**EXERCISE**
Copy all lines below containing "StaticIdentity".
* * * * * * *
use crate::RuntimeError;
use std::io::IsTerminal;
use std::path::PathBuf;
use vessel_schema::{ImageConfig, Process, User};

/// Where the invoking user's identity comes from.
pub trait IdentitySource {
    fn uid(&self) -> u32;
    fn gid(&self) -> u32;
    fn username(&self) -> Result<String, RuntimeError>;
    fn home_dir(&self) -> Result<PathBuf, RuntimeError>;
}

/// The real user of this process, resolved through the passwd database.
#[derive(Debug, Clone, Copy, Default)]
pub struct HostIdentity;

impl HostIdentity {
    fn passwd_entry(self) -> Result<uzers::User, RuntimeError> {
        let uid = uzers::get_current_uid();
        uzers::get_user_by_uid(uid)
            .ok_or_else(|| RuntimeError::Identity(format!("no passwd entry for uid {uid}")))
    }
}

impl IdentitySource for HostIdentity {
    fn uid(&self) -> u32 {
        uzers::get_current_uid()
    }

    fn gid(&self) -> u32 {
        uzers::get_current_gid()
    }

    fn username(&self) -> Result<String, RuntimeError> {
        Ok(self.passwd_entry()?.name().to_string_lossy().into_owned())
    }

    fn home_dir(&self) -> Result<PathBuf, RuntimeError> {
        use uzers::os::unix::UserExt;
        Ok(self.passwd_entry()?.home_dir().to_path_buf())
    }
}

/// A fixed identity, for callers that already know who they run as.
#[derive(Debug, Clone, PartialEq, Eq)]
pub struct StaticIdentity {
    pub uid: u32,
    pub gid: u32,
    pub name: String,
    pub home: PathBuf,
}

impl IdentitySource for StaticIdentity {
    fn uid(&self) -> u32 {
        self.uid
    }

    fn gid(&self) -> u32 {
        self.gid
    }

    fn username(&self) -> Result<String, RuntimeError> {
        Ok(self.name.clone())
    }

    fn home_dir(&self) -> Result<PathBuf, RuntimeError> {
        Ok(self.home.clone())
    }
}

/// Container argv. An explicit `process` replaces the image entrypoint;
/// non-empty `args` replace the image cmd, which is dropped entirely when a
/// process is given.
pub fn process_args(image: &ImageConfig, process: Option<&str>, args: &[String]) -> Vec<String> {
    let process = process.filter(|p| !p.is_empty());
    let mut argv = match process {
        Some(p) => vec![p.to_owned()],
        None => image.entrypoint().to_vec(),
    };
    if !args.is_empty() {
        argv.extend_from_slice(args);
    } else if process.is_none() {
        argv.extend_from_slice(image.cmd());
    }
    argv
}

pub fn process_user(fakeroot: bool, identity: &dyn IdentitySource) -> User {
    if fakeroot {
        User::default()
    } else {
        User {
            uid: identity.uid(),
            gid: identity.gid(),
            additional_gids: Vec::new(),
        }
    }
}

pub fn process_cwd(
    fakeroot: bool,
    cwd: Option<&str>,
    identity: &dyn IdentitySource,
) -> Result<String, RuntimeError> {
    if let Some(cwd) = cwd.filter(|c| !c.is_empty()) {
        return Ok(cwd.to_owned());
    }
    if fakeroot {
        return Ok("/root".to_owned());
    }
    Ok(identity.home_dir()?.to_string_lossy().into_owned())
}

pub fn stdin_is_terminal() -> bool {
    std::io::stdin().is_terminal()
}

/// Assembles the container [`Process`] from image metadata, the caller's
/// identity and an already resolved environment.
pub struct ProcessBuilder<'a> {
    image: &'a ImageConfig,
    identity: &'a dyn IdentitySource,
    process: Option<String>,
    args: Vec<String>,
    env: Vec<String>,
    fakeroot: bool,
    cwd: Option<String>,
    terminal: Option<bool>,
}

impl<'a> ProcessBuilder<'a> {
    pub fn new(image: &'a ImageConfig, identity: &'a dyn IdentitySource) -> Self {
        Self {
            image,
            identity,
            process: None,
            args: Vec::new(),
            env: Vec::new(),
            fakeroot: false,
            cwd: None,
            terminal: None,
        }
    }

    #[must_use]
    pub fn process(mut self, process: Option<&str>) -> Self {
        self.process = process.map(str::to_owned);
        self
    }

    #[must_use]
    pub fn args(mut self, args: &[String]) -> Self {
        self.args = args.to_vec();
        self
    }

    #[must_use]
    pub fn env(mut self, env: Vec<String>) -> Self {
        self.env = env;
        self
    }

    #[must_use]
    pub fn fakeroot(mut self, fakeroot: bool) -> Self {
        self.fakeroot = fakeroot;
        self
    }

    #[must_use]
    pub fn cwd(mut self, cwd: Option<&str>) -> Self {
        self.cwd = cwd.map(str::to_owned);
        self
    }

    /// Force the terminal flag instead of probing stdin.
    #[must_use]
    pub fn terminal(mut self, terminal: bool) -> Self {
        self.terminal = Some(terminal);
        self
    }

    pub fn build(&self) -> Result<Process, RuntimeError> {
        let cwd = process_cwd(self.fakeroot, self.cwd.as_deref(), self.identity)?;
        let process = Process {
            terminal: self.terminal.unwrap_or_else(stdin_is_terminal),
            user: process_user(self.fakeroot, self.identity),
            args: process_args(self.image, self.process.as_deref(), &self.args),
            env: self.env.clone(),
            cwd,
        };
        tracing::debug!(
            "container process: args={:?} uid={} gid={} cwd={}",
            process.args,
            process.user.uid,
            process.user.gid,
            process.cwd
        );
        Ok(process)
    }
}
* * * * * * *
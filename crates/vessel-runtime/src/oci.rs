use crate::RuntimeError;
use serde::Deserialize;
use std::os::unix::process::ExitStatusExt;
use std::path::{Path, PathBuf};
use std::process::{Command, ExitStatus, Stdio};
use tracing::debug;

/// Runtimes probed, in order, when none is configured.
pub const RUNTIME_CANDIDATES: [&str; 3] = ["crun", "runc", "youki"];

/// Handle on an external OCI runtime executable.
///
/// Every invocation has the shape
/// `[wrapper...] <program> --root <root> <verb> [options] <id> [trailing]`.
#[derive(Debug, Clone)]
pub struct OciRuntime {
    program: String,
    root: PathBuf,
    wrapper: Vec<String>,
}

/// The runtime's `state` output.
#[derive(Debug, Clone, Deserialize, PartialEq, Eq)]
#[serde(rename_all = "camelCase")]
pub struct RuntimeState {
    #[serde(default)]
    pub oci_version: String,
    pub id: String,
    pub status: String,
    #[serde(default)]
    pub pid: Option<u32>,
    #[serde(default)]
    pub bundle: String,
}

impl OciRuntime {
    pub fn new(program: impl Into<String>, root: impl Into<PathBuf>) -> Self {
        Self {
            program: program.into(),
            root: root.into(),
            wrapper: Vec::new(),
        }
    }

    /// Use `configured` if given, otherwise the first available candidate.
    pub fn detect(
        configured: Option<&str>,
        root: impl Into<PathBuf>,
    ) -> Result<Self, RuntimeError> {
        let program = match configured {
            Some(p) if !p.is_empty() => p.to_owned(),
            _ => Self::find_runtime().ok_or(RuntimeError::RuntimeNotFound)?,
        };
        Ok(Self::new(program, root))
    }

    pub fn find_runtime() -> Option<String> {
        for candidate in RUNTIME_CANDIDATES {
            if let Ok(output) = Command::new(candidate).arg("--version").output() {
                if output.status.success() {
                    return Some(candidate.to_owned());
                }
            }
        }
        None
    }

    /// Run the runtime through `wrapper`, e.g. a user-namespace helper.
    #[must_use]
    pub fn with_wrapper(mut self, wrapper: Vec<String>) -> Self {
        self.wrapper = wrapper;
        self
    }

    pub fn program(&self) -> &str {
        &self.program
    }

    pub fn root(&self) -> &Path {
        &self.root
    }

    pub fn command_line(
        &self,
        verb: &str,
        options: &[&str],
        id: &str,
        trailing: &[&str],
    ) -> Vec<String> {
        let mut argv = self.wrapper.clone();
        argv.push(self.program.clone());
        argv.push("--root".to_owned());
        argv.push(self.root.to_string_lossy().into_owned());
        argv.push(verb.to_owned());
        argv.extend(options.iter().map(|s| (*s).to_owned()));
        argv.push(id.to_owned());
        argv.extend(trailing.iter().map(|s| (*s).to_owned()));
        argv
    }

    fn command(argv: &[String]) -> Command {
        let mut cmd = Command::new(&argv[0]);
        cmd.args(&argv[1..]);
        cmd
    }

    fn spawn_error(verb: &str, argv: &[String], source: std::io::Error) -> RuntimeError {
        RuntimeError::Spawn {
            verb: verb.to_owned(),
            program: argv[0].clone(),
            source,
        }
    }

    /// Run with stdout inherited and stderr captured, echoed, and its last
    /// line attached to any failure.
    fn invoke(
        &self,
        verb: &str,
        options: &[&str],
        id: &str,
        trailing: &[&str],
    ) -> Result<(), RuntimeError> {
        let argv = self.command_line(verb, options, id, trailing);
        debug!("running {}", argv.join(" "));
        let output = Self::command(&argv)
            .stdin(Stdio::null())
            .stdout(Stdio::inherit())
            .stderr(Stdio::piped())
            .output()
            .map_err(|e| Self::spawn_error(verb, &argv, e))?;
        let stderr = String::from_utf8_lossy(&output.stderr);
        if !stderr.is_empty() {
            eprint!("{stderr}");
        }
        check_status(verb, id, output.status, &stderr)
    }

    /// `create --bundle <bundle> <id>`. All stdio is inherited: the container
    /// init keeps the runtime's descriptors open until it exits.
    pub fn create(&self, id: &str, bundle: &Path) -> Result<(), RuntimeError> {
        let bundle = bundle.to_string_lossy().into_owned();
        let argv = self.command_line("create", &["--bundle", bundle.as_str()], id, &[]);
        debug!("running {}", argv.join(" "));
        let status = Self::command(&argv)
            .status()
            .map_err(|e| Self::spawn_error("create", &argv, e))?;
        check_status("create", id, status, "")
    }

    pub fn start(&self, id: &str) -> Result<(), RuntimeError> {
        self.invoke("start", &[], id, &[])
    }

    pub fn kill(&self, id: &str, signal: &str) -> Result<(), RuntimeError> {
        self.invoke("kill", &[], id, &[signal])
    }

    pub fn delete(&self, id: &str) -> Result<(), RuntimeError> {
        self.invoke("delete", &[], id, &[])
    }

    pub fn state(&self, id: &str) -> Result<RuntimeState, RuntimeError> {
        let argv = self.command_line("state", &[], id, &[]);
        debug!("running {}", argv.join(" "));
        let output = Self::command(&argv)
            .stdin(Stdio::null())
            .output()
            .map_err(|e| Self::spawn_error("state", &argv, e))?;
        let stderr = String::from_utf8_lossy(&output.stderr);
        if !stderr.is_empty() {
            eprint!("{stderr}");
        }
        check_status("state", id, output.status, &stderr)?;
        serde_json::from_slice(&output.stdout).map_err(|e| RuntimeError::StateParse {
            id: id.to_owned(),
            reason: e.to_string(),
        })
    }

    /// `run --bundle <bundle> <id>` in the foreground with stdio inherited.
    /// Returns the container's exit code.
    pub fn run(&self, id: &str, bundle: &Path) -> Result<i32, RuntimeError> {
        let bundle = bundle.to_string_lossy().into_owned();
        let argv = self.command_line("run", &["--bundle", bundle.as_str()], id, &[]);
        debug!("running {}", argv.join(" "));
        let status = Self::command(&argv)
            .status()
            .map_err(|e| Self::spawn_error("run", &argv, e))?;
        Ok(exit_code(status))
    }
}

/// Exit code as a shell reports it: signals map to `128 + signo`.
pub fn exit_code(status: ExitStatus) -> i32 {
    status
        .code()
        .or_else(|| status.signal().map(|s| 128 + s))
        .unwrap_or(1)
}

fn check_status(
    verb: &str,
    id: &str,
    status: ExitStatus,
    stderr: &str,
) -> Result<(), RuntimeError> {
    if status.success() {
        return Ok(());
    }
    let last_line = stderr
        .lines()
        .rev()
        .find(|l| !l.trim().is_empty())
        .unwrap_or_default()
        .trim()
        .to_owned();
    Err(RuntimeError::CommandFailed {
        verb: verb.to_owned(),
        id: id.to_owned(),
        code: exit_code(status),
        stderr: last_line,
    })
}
* * * * * * *
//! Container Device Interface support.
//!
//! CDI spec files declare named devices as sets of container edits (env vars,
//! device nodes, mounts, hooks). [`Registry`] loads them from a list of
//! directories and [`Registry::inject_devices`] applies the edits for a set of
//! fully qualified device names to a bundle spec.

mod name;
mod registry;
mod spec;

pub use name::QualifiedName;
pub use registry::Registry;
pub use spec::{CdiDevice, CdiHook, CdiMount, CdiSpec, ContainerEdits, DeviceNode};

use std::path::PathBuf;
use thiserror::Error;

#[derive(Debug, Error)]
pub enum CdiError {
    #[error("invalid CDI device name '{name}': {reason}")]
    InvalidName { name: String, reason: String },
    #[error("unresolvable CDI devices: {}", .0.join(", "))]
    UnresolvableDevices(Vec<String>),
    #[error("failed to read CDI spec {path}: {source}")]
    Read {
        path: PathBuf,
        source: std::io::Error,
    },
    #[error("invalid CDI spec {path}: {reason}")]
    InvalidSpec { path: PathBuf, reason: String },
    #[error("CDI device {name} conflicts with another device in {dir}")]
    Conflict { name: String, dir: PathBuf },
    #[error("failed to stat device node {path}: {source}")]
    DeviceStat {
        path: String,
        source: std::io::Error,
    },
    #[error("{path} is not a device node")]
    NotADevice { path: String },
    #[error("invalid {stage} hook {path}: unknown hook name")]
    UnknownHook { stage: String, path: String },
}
* * * * * * *
**TASK SOLUTION**
pub struct StaticIdentity {
impl IdentitySource for StaticIdentity {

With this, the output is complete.